■ EXERCISE OBJECTIVE
For each line of the data below that holds "filter", copy the line.

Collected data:
-- Opening Marker --

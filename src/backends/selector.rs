// Copyright (c) 2025 Steve Wagner (ciroque@live.com)
// SPDX-License-Identifier: MIT

use std::fmt;

use crate::errors::BackendError;

#[derive(Debug, Clone, Copy, PartialEq, Eq, Hash)]
pub enum BackendKind {
    /// Sequential event loop in this process.
    Local,
    /// Sequential loop over event chains from a mixing pool.
    Mixing,
    /// Pool of in-process workers, one graph copy each.
    Distributed,
    /// Jobs handed to an external batch system.
    Batch,
}

impl BackendKind {
    pub fn as_str(&self) -> &'static str {
        match self {
            BackendKind::Local => "local",
            BackendKind::Mixing => "mixing",
            BackendKind::Distributed => "distributed",
            BackendKind::Batch => "batch",
        }
    }
}

impl fmt::Display for BackendKind {
    fn fmt(&self, f: &mut fmt::Formatter<'_>) -> fmt::Result {
        f.write_str(self.as_str())
    }
}

/// A resolved backend selector.
#[derive(Debug, Clone, Copy, PartialEq, Eq)]
pub struct BackendSelection {
    pub kind: BackendKind,
    /// Batch only: skip submission and go straight to merge and terminate.
    pub terminate_only: bool,
}

impl BackendSelection {
    /// Resolve a selector string by case-insensitive substring match:
    /// `proof`/`distributed`, then `grid`/`batch` (optionally ending in
    /// `terminate`), then `mix`, then `local`.
    pub fn parse(selector: &str) -> Result<Self, BackendError> {
        let lowered = selector.trim().to_ascii_lowercase();
        let kind = if lowered.contains("proof") || lowered.contains("distributed") {
            BackendKind::Distributed
        } else if lowered.contains("grid") || lowered.contains("batch") {
            BackendKind::Batch
        } else if lowered.contains("mix") {
            BackendKind::Mixing
        } else if lowered.contains("local") {
            BackendKind::Local
        } else {
            return Err(BackendError::UnknownSelector(selector.to_string()));
        };
        Ok(Self {
            kind,
            terminate_only: kind == BackendKind::Batch && lowered.ends_with("terminate"),
        })
    }
}
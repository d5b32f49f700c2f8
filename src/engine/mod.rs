// Copyright (c) 2025 Steve Wagner (ciroque@live.com)
// SPDX-License-Identifier: MIT

pub mod context;
pub mod finalize;
pub mod merge;
pub mod propagator;
pub mod store;
#[cfg(test)]
pub mod integration_tests;

pub use context::{EventCounters, RunContext};
pub use finalize::{FinalizeReport, OutputFinalizer};
pub use merge::{ImportReport, MergeCoordinator, MergeReport, Wrapper, WrapperContent, WrapperSet};
pub use propagator::{EventOutcome, Propagator};
pub use store::{ObjectStore, WrittenFiles};
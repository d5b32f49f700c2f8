// Copyright (c) 2025 Steve Wagner (ciroque@live.com)
// SPDX-License-Identifier: MIT

// Wire messages for shipping packed worker outputs to the merging side
#[path = "slotgraph.v1.rs"]
pub mod slotgraph_v1;

// Re-export the types for easier access
pub use slotgraph_v1::{
    wrapper_message, CountersMessage, FileRefMessage, WrapperMessage, WrapperSetMessage,
};
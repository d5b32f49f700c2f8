// Copyright (c) 2025 Steve Wagner (ciroque@live.com)
// SPDX-License-Identifier: MIT

/// One worker's packed outputs.
#[derive(Clone, PartialEq, ::prost::Message)]
pub struct WrapperSetMessage {
    #[prost(uint64, optional, tag = "1")]
    pub worker: ::core::option::Option<u64>,
    #[prost(message, repeated, tag = "2")]
    pub wrappers: ::prost::alloc::vec::Vec<WrapperMessage>,
    #[prost(string, repeated, tag = "3")]
    pub extra_files: ::prost::alloc::vec::Vec<::prost::alloc::string::String>,
    #[prost(message, optional, tag = "4")]
    pub counters: ::core::option::Option<CountersMessage>,
}

/// A single output slot, inline or by file reference.
#[derive(Clone, PartialEq, ::prost::Message)]
pub struct WrapperMessage {
    #[prost(string, tag = "1")]
    pub name: ::prost::alloc::string::String,
    /// `object`, `collection` or `tree`.
    #[prost(string, tag = "2")]
    pub kind: ::prost::alloc::string::String,
    #[prost(oneof = "wrapper_message::Content", tags = "3, 4")]
    pub content: ::core::option::Option<wrapper_message::Content>,
}

/// Nested message and enum types in `WrapperMessage`.
pub mod wrapper_message {
    #[derive(Clone, PartialEq, ::prost::Oneof)]
    pub enum Content {
        /// JSON-encoded payload.
        #[prost(bytes, tag = "3")]
        Inline(::prost::alloc::vec::Vec<u8>),
        #[prost(message, tag = "4")]
        File(super::FileRefMessage),
    }
}

#[derive(Clone, PartialEq, ::prost::Message)]
pub struct FileRefMessage {
    #[prost(string, tag = "1")]
    pub path: ::prost::alloc::string::String,
    #[prost(string, tag = "2")]
    pub folder: ::prost::alloc::string::String,
}

#[derive(Clone, PartialEq, ::prost::Message)]
pub struct CountersMessage {
    #[prost(uint64, tag = "1")]
    pub consumed: u64,
    #[prost(uint64, tag = "2")]
    pub processed: u64,
    #[prost(uint64, tag = "3")]
    pub failed: u64,
    #[prost(uint64, tag = "4")]
    pub accepted: u64,
}
// Copyright (c) 2025 Steve Wagner (ciroque@live.com)
// SPDX-License-Identifier: MIT

use thiserror::Error;

use super::{ExecutionError, GraphError, MergeError, OutputValidationError};
use crate::backends::BackendKind;

/// Errors that fail a whole run (or a whole worker, for the distributed pool).
#[derive(Error, Debug)]
pub enum BackendError {
    #[error("Unknown backend selector '{0}' (expected local, mix, proof or grid)")]
    UnknownSelector(String),

    #[error("The {backend:?} backend needs a {collaborator}")]
    MissingCollaborator {
        backend: BackendKind,
        collaborator: &'static str,
    },

    #[error(transparent)]
    Graph(#[from] GraphError),

    #[error("Cannot build the graph: {0:#}")]
    GraphFactory(#[source] anyhow::Error),

    #[error(transparent)]
    Execution(#[from] ExecutionError),

    #[error(transparent)]
    Merge(#[from] MergeError),

    #[error(transparent)]
    OutputValidation(#[from] OutputValidationError),

    #[error("Worker {worker} failed: {reason}")]
    Worker { worker: usize, reason: String },

    #[error("Batch submission failed: {0}")]
    Submission(#[source] anyhow::Error),

    #[error("Worker task could not be joined: {0}")]
    Join(#[from] tokio::task::JoinError),
}
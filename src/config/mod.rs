// Copyright (c) 2025 Steve Wagner (ciroque@live.com)
// SPDX-License-Identifier: MIT

mod loader;

pub mod consts;

pub use loader::{load_and_validate_config, load_config, RunConfig};
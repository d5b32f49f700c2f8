// Copyright (c) 2025 Steve Wagner (ciroque@live.com)
// SPDX-License-Identifier: MIT

use std::fmt;

use crate::graph::SlotId;
use crate::traits::Task;

/// Stable arena key of a task node.
#[derive(Debug, Clone, Copy, PartialEq, Eq, Hash, PartialOrd, Ord)]
pub struct TaskId(pub u32);

impl fmt::Display for TaskId {
    fn fmt(&self, f: &mut fmt::Formatter<'_>) -> fmt::Result {
        write!(f, "TaskId({})", self.0)
    }
}

/// Per-event lifecycle of a task node.
///
/// ```text
/// Idle --(inputs ready)--> Active --(exec returns)--> Executed
///   ^                                                    |
///   +------------- next event (not post-loop) -----------+
///
/// Idle --(input unresolved, validation only)--> Zombie
/// ```
#[derive(Debug, Clone, Copy, PartialEq, Eq)]
pub enum TaskState {
    Idle,
    Active,
    Executed,
    Zombie,
}

/// Graph bookkeeping for one task. The computation itself lives next to it in
/// the graph arena.
#[derive(Debug)]
pub struct TaskNode {
    pub(crate) id: TaskId,
    pub(crate) name: String,
    pub(crate) input_names: Vec<String>,
    pub(crate) inputs: Vec<SlotId>,
    pub(crate) outputs: Vec<SlotId>,
    pub(crate) post_loop: bool,
    pub(crate) used: bool,
    pub(crate) state: TaskState,
}

impl TaskNode {
    pub fn id(&self) -> TaskId {
        self.id
    }

    pub fn name(&self) -> &str {
        &self.name
    }

    /// Input slot names as declared at registration.
    pub fn input_names(&self) -> &[String] {
        &self.input_names
    }

    /// Resolved input slots (empty until validation).
    pub fn inputs(&self) -> &[SlotId] {
        &self.inputs
    }

    pub fn outputs(&self) -> &[SlotId] {
        &self.outputs
    }

    pub fn is_post_loop(&self) -> bool {
        self.post_loop
    }

    /// Reachable from some entry task.
    pub fn is_used(&self) -> bool {
        self.used
    }

    pub fn is_active(&self) -> bool {
        self.state == TaskState::Active
    }

    pub fn is_zombie(&self) -> bool {
        self.state == TaskState::Zombie
    }

    pub fn state(&self) -> TaskState {
        self.state
    }
}

/// Declaration of a task, handed to [`Graph::add_task`](crate::graph::Graph::add_task).
///
/// ```
/// use the_slotgraph::graph::TaskSpec;
/// use the_slotgraph::tasks::EventCounter;
///
/// let spec = TaskSpec::new("counter", EventCounter::new())
///     .input("events")
///     .output("n_events");
/// assert_eq!(spec.name(), "counter");
/// ```
pub struct TaskSpec {
    pub(crate) name: String,
    pub(crate) task: Box<dyn Task>,
    pub(crate) inputs: Vec<String>,
    pub(crate) outputs: Vec<String>,
    pub(crate) post_loop: bool,
}

impl TaskSpec {
    pub fn new(name: impl Into<String>, task: impl Task + 'static) -> Self {
        Self {
            name: name.into(),
            task: Box::new(task),
            inputs: Vec::new(),
            outputs: Vec::new(),
            post_loop: false,
        }
    }

    pub fn name(&self) -> &str {
        &self.name
    }

    pub fn input(mut self, slot: impl Into<String>) -> Self {
        self.inputs.push(slot.into());
        self
    }

    pub fn output(mut self, slot: impl Into<String>) -> Self {
        self.outputs.push(slot.into());
        self
    }

    /// Run once after the event loop, on merged data, instead of per event.
    pub fn post_loop(mut self) -> Self {
        self.post_loop = true;
        self
    }
}
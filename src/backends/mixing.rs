// Copyright (c) 2025 Steve Wagner (ciroque@live.com)
// SPDX-License-Identifier: MIT

use async_trait::async_trait;

use crate::backends::worker::{drive_events, merge_in_process, prepare};
use crate::backends::{BackendKind, EventPool, RunSummary, VecSource};
use crate::engine::{OutputFinalizer, Propagator, RunContext};
use crate::errors::BackendError;
use crate::graph::Graph;
use crate::observability::messages::engine::{EventLoopStarted, MixingBinChanged};
use crate::observability::messages::StructuredLog;
use crate::traits::Backend;

/// Event loop over chains of events drawn from a mixing pool.
///
/// Every live per-event task is told when the bin changes, between chains.
/// Otherwise this is the local backend.
pub struct MixingBackend {
    graph: Graph,
    pool: Box<dyn EventPool>,
    max_events: Option<u64>,
    finalizer: OutputFinalizer,
}

impl MixingBackend {
    pub fn new(graph: Graph, pool: Box<dyn EventPool>) -> Self {
        Self {
            graph,
            pool,
            max_events: None,
            finalizer: OutputFinalizer::default(),
        }
    }

    pub fn with_max_events(mut self, max_events: Option<u64>) -> Self {
        self.max_events = max_events;
        self
    }

    pub fn with_finalizer(mut self, finalizer: OutputFinalizer) -> Self {
        self.finalizer = finalizer;
        self
    }

    pub fn graph(&self) -> &Graph {
        &self.graph
    }

    fn run_inner(&mut self, run: &mut RunContext) -> Result<RunSummary, BackendError> {
        prepare(&mut self.graph)?;
        EventLoopStarted {
            backend: BackendKind::Mixing.as_str(),
            entry_count: self.graph.entry_nodes().len(),
        }
        .log();

        self.graph.create_outputs(run)?;
        let mut propagator = Propagator::new();
        let mut first = true;
        while let Some(bin) = self.pool.next_bin() {
            if self.max_events.is_some_and(|max| run.counters().consumed >= max) {
                break;
            }
            MixingBinChanged {
                bin: bin.index,
                events: bin.events.len(),
            }
            .log();
            if !first {
                self.graph.notify_bin_changed(bin.index);
            }
            first = false;
            run.set_bin(Some(bin.index));

            let mut chain = VecSource::new(bin.events);
            drive_events(&mut self.graph, run, &mut propagator, &mut chain, self.max_events)?;
        }
        run.set_bin(None);
        self.graph.finish(run)?;

        merge_in_process(BackendKind::Mixing, &mut self.graph, run, &self.finalizer)
    }
}

#[async_trait]
impl Backend for MixingBackend {
    fn kind(&self) -> BackendKind {
        BackendKind::Mixing
    }

    async fn run(&mut self, run: &mut RunContext) -> Result<RunSummary, BackendError> {
        let result = self.run_inner(run);
        if let Err(e) = &result {
            self.finalizer.withhold(run.output_dir(), &e.to_string())?;
        }
        result
    }
}
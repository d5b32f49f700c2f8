// Copyright (c) 2025 Steve Wagner (ciroque@live.com)
// SPDX-License-Identifier: MIT

//! The slot graph: tasks, the data slots they exchange, and the edges between them.
//!
//! The graph is a flat arena. Slots and task nodes are addressed by
//! [`SlotId`] / [`TaskId`] and all edges are stored as those keys, so there is
//! no ownership between records and no destruction order to reason about.
//! Task computations are kept in a parallel vector so that one task can run
//! mutably while the slots are borrowed by its [`TaskContext`].
//!
//! ```text
//!   [events] --> count_all --> [n_events] ------------------------------\
//!       |                                                                +--> efficiency (post-loop)
//!       +------> select --> [selected] --> count_selected --> [n_selected]
//! ```
//!
//! # Example
//!
//! ```
//! use the_slotgraph::graph::{Graph, PayloadKind, SlotSpec, TaskSpec};
//! use the_slotgraph::tasks::{EventCounter, EventSelection, RatioSummary};
//!
//! let mut graph = Graph::new();
//! graph.add_slot(SlotSpec::input("events", PayloadKind::Object))?;
//! graph.add_slot(SlotSpec::exchange("selected", PayloadKind::Collection))?;
//! graph.add_slot(SlotSpec::output("n_events", PayloadKind::Object))?;
//! graph.add_slot(SlotSpec::output("n_selected", PayloadKind::Object))?;
//! graph.add_slot(SlotSpec::output("efficiency", PayloadKind::Object))?;
//! graph.add_task(TaskSpec::new("count_all", EventCounter::new()).input("events").output("n_events"))?;
//! graph.add_task(TaskSpec::new("select", EventSelection::new("pt", 20.0)).input("events").output("selected"))?;
//! graph.add_task(
//!     TaskSpec::new("count_selected", EventCounter::new())
//!         .input("selected")
//!         .output("n_selected"),
//! )?;
//! graph.add_task(
//!     TaskSpec::new("efficiency", RatioSummary::new())
//!         .input("n_selected")
//!         .input("n_events")
//!         .output("efficiency")
//!         .post_loop(),
//! )?;
//!
//! let report = graph.validate()?;
//! assert_eq!(report.entry_nodes, vec!["count_all".to_string(), "select".to_string()]);
//! # Ok::<(), the_slotgraph::errors::GraphError>(())
//! ```

mod node;
mod slot;
pub mod validation;

#[cfg(test)]
mod tests;

pub use node::{TaskId, TaskNode, TaskSpec, TaskState};
pub use slot::{DataSlot, FileLocator, Payload, PayloadKind, SlotId, SlotSpec, SlotStorage};
pub use validation::{GraphValidator, ValidationReport};

use std::collections::HashMap;

use crate::engine::RunContext;
use crate::errors::{ExecutionError, GraphError};
use crate::traits::{Task, TaskContext};

/// Arena of all task nodes and data slots of one worker.
#[derive(Default)]
pub struct Graph {
    pub(crate) slots: Vec<DataSlot>,
    pub(crate) nodes: Vec<TaskNode>,
    pub(crate) tasks: Vec<Box<dyn Task>>,
    slot_index: HashMap<String, SlotId>,
    node_index: HashMap<String, TaskId>,
    pub(crate) entry_nodes: Vec<TaskId>,
    pub(crate) validated: bool,
}

impl std::fmt::Debug for Graph {
    fn fmt(&self, f: &mut std::fmt::Formatter<'_>) -> std::fmt::Result {
        f.debug_struct("Graph")
            .field("slots", &self.slots.iter().map(|s| s.name()).collect::<Vec<_>>())
            .field("tasks", &self.nodes.iter().map(|n| n.name()).collect::<Vec<_>>())
            .field("validated", &self.validated)
            .finish()
    }
}

impl Graph {
    pub fn new() -> Self {
        Self::default()
    }

    /// Register a slot. Names are unique across the graph.
    pub fn add_slot(&mut self, spec: SlotSpec) -> Result<SlotId, GraphError> {
        self.ensure_mutable()?;
        if self.slot_index.contains_key(&spec.name) {
            return Err(GraphError::DuplicateSlot(spec.name));
        }
        let id = SlotId(self.slots.len() as u32);
        self.slot_index.insert(spec.name.clone(), id);
        self.slots.push(DataSlot::from_spec(id, spec));
        Ok(id)
    }

    /// Register a task.
    ///
    /// Output slots must already exist and gain this task as their single
    /// producer. Input slots are only recorded by name here; they are resolved
    /// (or the task turned into a zombie) during validation.
    pub fn add_task(&mut self, spec: TaskSpec) -> Result<TaskId, GraphError> {
        self.ensure_mutable()?;
        if self.node_index.contains_key(&spec.name) {
            return Err(GraphError::DuplicateTask(spec.name));
        }
        let id = TaskId(self.nodes.len() as u32);

        let mut outputs = Vec::with_capacity(spec.outputs.len());
        for slot_name in &spec.outputs {
            let slot_id = *self.slot_index.get(slot_name).ok_or_else(|| {
                GraphError::UnknownOutputSlot {
                    task: spec.name.clone(),
                    slot: slot_name.clone(),
                }
            })?;
            let slot = &self.slots[slot_id.0 as usize];
            if slot.is_input() {
                return Err(GraphError::ProducesInputSlot {
                    task: spec.name.clone(),
                    slot: slot_name.clone(),
                });
            }
            if let Some(existing) = slot.producer() {
                return Err(GraphError::MultipleProducers {
                    slot: slot_name.clone(),
                    existing: self.nodes[existing.0 as usize].name.clone(),
                    task: spec.name.clone(),
                });
            }
            if outputs.contains(&slot_id) {
                continue;
            }
            outputs.push(slot_id);
        }
        for slot_id in &outputs {
            self.slots[slot_id.0 as usize].producer = Some(id);
        }

        self.node_index.insert(spec.name.clone(), id);
        self.nodes.push(TaskNode {
            id,
            name: spec.name,
            input_names: spec.inputs,
            inputs: Vec::new(),
            outputs,
            post_loop: spec.post_loop,
            used: false,
            state: TaskState::Idle,
        });
        self.tasks.push(spec.task);
        Ok(id)
    }

    /// Validate the graph. Must be called exactly once before any event.
    pub fn validate(&mut self) -> Result<ValidationReport, GraphError> {
        self.ensure_mutable()?;
        GraphValidator::validate(self).map_err(GraphError::Validation)
    }

    pub fn is_validated(&self) -> bool {
        self.validated
    }

    pub fn slot(&self, id: SlotId) -> &DataSlot {
        &self.slots[id.0 as usize]
    }

    pub fn slot_mut(&mut self, id: SlotId) -> &mut DataSlot {
        &mut self.slots[id.0 as usize]
    }

    pub fn slot_id(&self, name: &str) -> Option<SlotId> {
        self.slot_index.get(name).copied()
    }

    pub fn slot_by_name(&self, name: &str) -> Option<&DataSlot> {
        self.slot_id(name).map(|id| self.slot(id))
    }

    pub fn node(&self, id: TaskId) -> &TaskNode {
        &self.nodes[id.0 as usize]
    }

    pub fn task_id(&self, name: &str) -> Option<TaskId> {
        self.node_index.get(name).copied()
    }

    pub fn node_by_name(&self, name: &str) -> Option<&TaskNode> {
        self.task_id(name).map(|id| self.node(id))
    }

    pub fn slots(&self) -> impl Iterator<Item = &DataSlot> {
        self.slots.iter()
    }

    pub fn nodes(&self) -> impl Iterator<Item = &TaskNode> {
        self.nodes.iter()
    }

    /// Entry ("top") tasks in registration order; empty before validation.
    pub fn entry_nodes(&self) -> &[TaskId] {
        &self.entry_nodes
    }

    /// Declared input slots in registration order.
    pub fn input_slots(&self) -> impl Iterator<Item = &DataSlot> {
        self.slots.iter().filter(|s| s.is_input())
    }

    /// The kept-for-merge output set in registration order.
    pub fn output_slots(&self) -> impl Iterator<Item = &DataSlot> {
        self.slots.iter().filter(|s| s.is_output())
    }

    /// Whether `slot` is packed at the end of a worker's stream: a declared
    /// output whose producer runs inside the event loop.
    pub fn is_exported(&self, slot: SlotId) -> bool {
        let slot = self.slot(slot);
        slot.is_output()
            && slot
                .producer()
                .is_some_and(|p| !self.node(p).is_post_loop())
    }

    /// Live tasks: everything that is not a zombie.
    pub(crate) fn live_nodes(&self) -> impl Iterator<Item = &TaskNode> {
        self.nodes.iter().filter(|n| !n.is_zombie())
    }

    pub(crate) fn inputs_ready(&self, id: TaskId) -> bool {
        self.node(id)
            .inputs
            .iter()
            .all(|slot| self.slots[slot.0 as usize].is_ready())
    }

    /// Run one lifecycle hook of one task against a context borrowing the slots.
    pub(crate) fn call_task<F>(
        &mut self,
        id: TaskId,
        run: &mut RunContext,
        hook: F,
    ) -> Result<(), ExecutionError>
    where
        F: FnOnce(&mut dyn Task, &mut TaskContext<'_>) -> anyhow::Result<()>,
    {
        let index = id.0 as usize;
        let node = &self.nodes[index];
        let task = &mut self.tasks[index];
        let mut ctx = TaskContext::new(node, &mut self.slots, run);
        hook(task.as_mut(), &mut ctx).map_err(|source| ExecutionError::TaskFailed {
            task: node.name.clone(),
            source,
        })
    }

    /// Call `create_outputs` on every live task, in registration order.
    pub fn create_outputs(&mut self, run: &mut RunContext) -> Result<(), ExecutionError> {
        self.for_each_live_task(run, |task, ctx| task.create_outputs(ctx))
    }

    /// Call `finish` on every live task at the end of a worker's event stream.
    pub fn finish(&mut self, run: &mut RunContext) -> Result<(), ExecutionError> {
        self.for_each_live_task(run, |task, ctx| task.finish(ctx))
    }

    /// Call `terminate` on every live task on the merging side.
    pub fn terminate(&mut self, run: &mut RunContext) -> Result<(), ExecutionError> {
        self.for_each_live_task(run, |task, ctx| task.terminate(ctx))
    }

    /// Tell every live per-event task that the mixing bin changed.
    pub fn notify_bin_changed(&mut self, bin: usize) {
        for index in 0..self.nodes.len() {
            let node = &self.nodes[index];
            if node.is_zombie() || node.is_post_loop() {
                continue;
            }
            self.tasks[index].bin_changed(bin);
        }
    }

    fn for_each_live_task<F>(&mut self, run: &mut RunContext, mut hook: F) -> Result<(), ExecutionError>
    where
        F: FnMut(&mut dyn Task, &mut TaskContext<'_>) -> anyhow::Result<()>,
    {
        if !self.validated {
            return Err(ExecutionError::NotValidated);
        }
        for index in 0..self.nodes.len() {
            if self.nodes[index].is_zombie() {
                continue;
            }
            self.call_task(TaskId(index as u32), run, &mut hook)?;
        }
        Ok(())
    }

    fn ensure_mutable(&self) -> Result<(), GraphError> {
        if self.validated {
            Err(GraphError::AlreadyValidated)
        } else {
            Ok(())
        }
    }
}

-- Closing Marker --

■ EXERCISE RESULT
        self.slots.iter().filter(|s| s.is_input())
        self.slots.iter().filter(|s| s.is_output())
        self.nodes.iter().filter(|n| !n.is_zombie())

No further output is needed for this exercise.